By Georgina Shanahan

Major stamp duty discounts unveiled in Tuesday’s state budget are expected to provide “massive savings” for homebuyers — and a “real shot in the arm” for the housing sector.

Victorian real estate and construction industry figures have praised the government’s move to halve stamp duty for those buying new builds valued at less than $1m, up until June 30 next year. This will equate to discounts of up to $27,500.

And Victorians buying established homes in the same price bracket and over the same period will benefit from a 25 per cent saving, valued at up to $13,750.

“The aim here is to get as many people in that price bracket and below back into the housing market,” Treasurer Tim Pallas said.

The Urban Development Institute of Australia’s Victorian chief executive Danni Hunter said this was “exactly” what her organisation had asked of the budget.

“Stamp duty certainly is a barrier for people to buy a new home. It’ll be a real shot in the arm for the new housing sector,” she said.

“It recognises that the construction of new housing is a really important economic multiplier and locks in jobs.”

Ms Hunter said the move complemented other budget measures — notably a $5.3bn investment in social housing and land tax discounts of 50 per cent for developers who delivered build-to-rent housing — to create “the most comprehensive housing package in a generation”.

“Allowing more build-to-rent projects to be viable in Victoria will give renters more options and increase the quality and attainability of housing,” she said.

Property Council of Australia Victorian interim executive director Matthew Kandelaars expected the stamp duty waivers to have “an immediate and positive effect for first-home buyers, families and retirees”.
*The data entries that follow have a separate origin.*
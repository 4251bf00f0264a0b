//! Free-standing text labels.

use sextant_core::math::Vec2;

use crate::color::Color;
use crate::element::{CanvasContext, EditorRequest, EditorTarget, ElementBehavior, ElementFrame};
use crate::surface::{DrawSurface, Stroke, TextAnchor, TextStyle};

/// A text element, horizontal or reading bottom to top.
#[derive(Debug, Clone, PartialEq)]
pub struct TextLabel {
    text: String,
    color: Color,
    /// Falls back to the canvas font size.
    font_size: Option<f32>,
    vertical: bool,
}

impl TextLabel {
    pub fn new(text: impl Into<String>) -> Self {
        Self {
            text: text.into(),
            color: Color::BLACK,
            font_size: None,
            vertical: false,
        }
    }

    /// Rotated label, typically an axis title.
    pub fn vertical(text: impl Into<String>) -> Self {
        Self {
            vertical: true,
            ..Self::new(text)
        }
    }

    pub fn with_color(mut self, color: Color) -> Self {
        self.color = color;
        self
    }

    pub fn with_font_size(mut self, size: f32) -> Self {
        self.font_size = Some(size);
        self
    }

    pub fn text(&self) -> &str {
        &self.text
    }

    pub fn set_text(&mut self, text: impl Into<String>) {
        self.text = text.into();
    }

    pub fn is_vertical(&self) -> bool {
        self.vertical
    }
}

impl ElementBehavior for TextLabel {
    fn paint(&mut self, frame: &ElementFrame, surface: &dyn DrawSurface, ctx: &CanvasContext) {
        let rect = frame.device_rect();
        let style = TextStyle::new(self.color, self.font_size.unwrap_or(ctx.font_size()))
            .with_anchor(TextAnchor::Center)
            .with_vertical(self.vertical);
        surface.draw_text(&self.text, rect.center(), style);
        if frame.selected {
            surface.stroke_rect(rect, Stroke::new(ctx.selection_color(), 1.0).dashed());
        }
    }

    fn double_clicked(
        &mut self,
        frame: &ElementFrame,
        _count: u32,
        point: Vec2,
        ctx: &mut CanvasContext,
    ) {
        ctx.request_editor(EditorRequest {
            element: frame.id,
            position: point,
            target: EditorTarget::Text(self.text.clone()),
        });
    }
}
“This targeted measure will pull forward economic activity and get development happening across the state, getting Victorians into work and into homes,” he said.

“This is a hard hats and hi-vis budget.”

Real Estate Institute of Victoria president Leah Calnan agreed the benefits would “filter across a number of property purchases, from the older generation who are wanting to downsize to first-home buyers”.
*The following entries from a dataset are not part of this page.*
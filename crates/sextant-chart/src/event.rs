//! Host events delivered to a [`Canvas`](crate::canvas::Canvas).
//!
//! All positions are device pixels, origin top-left, y growing downward.

use sextant_core::math::Vec2;

/// Pointer button.
#[derive(Debug, Clone, Copy, PartialEq, Eq, Hash, Default)]
pub enum PointerButton {
    #[default]
    Primary,
    Secondary,
    Middle,
}

/// Keys the canvas reacts to.
#[derive(Debug, Clone, Copy, PartialEq, Eq, Hash)]
pub enum Key {
    Escape,
    Delete,
    Backspace,
    Character(char),
    Other,
}

/// A key press.
#[derive(Debug, Clone, Copy, PartialEq, Eq, Hash)]
pub struct KeyInput {
    pub key: Key,
    pub repeat: bool,
}

impl KeyInput {
    pub fn new(key: Key) -> Self {
        Self { key, repeat: false }
    }
}

impl From<Key> for KeyInput {
    fn from(key: Key) -> Self {
        Self::new(key)
    }
}

/// Input delivered by the host container.
#[derive(Debug, Clone, PartialEq)]
pub enum CanvasEvent {
    /// `click_count` is the host's own multi-click counter (1 for a single
    /// press, 2 for a native double click).
    PointerDown {
        position: Vec2,
        button: PointerButton,
        click_count: u32,
    },
    PointerMoved {
        position: Vec2,
    },
    PointerUp {
        position: Vec2,
        button: PointerButton,
        click_count: u32,
    },
    Resized {
        width: f32,
        height: f32,
    },
    Key(KeyInput),
}

impl CanvasEvent {
    /// Primary-button press with a single click.
    ///
    /// Positions convert from anything `Vec2` does, including the `mint`
    /// points host toolkits hand out.
    pub fn press(position: impl Into<Vec2>) -> Self {
        Self::PointerDown {
            position: position.into(),
            button: PointerButton::Primary,
            click_count: 1,
        }
    }

    /// Primary-button release with a single click.
    pub fn release(position: impl Into<Vec2>) -> Self {
        Self::PointerUp {
            position: position.into(),
            button: PointerButton::Primary,
            click_count: 1,
        }
    }

    pub fn moved(position: impl Into<Vec2>) -> Self {
        Self::PointerMoved {
            position: position.into(),
        }
    }

    /// Pointer position carried by the event, if any.
    pub fn position(&self) -> Option<Vec2> {
        match self {
            Self::PointerDown { position, .. }
            | Self::PointerMoved { position }
            | Self::PointerUp { position, .. } => Some(*position),
            Self::Resized { .. } | Self::Key(_) => None,
        }
    }
}

bitflags::bitflags! {
    /// Outcome of handling an event.
    #[derive(Debug, Clone, Copy, PartialEq, Eq, Hash)]
    pub struct HandleStatus: u8 {
        const HANDLED = 0b00000001;
        const CONSUMED = 0b00000010;
    }
}

impl HandleStatus {
    pub const fn is_consumed(&self) -> bool {
        self.contains(Self::CONSUMED)
    }

    pub const fn is_handled(&self) -> bool {
        self.contains(Self::HANDLED)
    }

    pub const fn consumed() -> Self {
        Self::from_bits_truncate(Self::HANDLED.bits() | Self::CONSUMED.bits())
    }

    pub const fn handled() -> Self {
        Self::from_bits_truncate(Self::HANDLED.bits())
    }

    pub const fn ignored() -> Self {
        Self::empty()
    }
}

#[cfg(test)]
mod tests {
    use super::*;

    #[test]
    fn test_handle_status_constructors() {
        assert!(HandleStatus::consumed().is_handled());
        assert!(HandleStatus::consumed().is_consumed());
        assert!(!HandleStatus::handled().is_consumed());
        assert!(!HandleStatus::ignored().is_handled());
    }

    #[test]
    fn test_event_position() {
        let p = Vec2::new(3.0, 4.0);
        assert_eq!(CanvasEvent::press(p).position(), Some(p));
        assert_eq!(
            CanvasEvent::Resized {
                width: 1.0,
                height: 1.0
            }
            .position(),
            None
        );
    }

    #[test]
    fn test_mint_positions() {
        let host = mint::Point2 { x: 7.0f32, y: 9.0 };
        assert_eq!(CanvasEvent::moved(host).position(), Some(Vec2::new(7.0, 9.0)));
    }
}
“It’s also another incentive for buyers to start looking regionally,” she said.

Real Estate Industry Partners chief executive Sadhana Smiles added the “long-awaited” changes to stamp duty would “stimulate the economy and benefit businesses that work alongside people buying and selling homes”.

The 50 per cent new-build discount in particular would “encourage people to buy in the city’s growth corridors”.

“This is great news for first-home buyers and investors in particular because … affordability has been a huge issue,” she said.

Ray White Victoria chief executive Stephen Dullens expected many budding buyers who were forced to pause their plans during the stage four coronavirus lockdown to use the discounts to “make up for lost time”.

“It’s also good for vendors who have been holding back because they were uncertain about the market,” he said.

“This will encourage people back into listing and help the market to return to something as normal as can be.”

And chief economist Nerida Conisbee said sub-$1m buyers who were often “scraping money together for their purchase” would enjoy “massive savings” from the budget measure.

“Stamp duty has been a major restriction for property transactions, so this will encourage turnover of stock,” she said.

Ms Conisbee added the build-to-rent land tax discounts would help improve “stability of rent and tenure” for Victorian renters.

“These developments offer things like flat rental rates for a five-year period and don’t charge a bond,” she said.

“It really does provide stability of rent and tenure, where you can have a contract as long or as short as you like.”

The New South Wales state government also announced a proposal to overhaul its stamp duty system last week, with public consultation underway until March 2021.
Under that plan, property buyers would be given the option of paying an annual land tax instead of a hefty lump sum.

The new tax would eventually replace stamp duty and the existing land tax scheme altogether.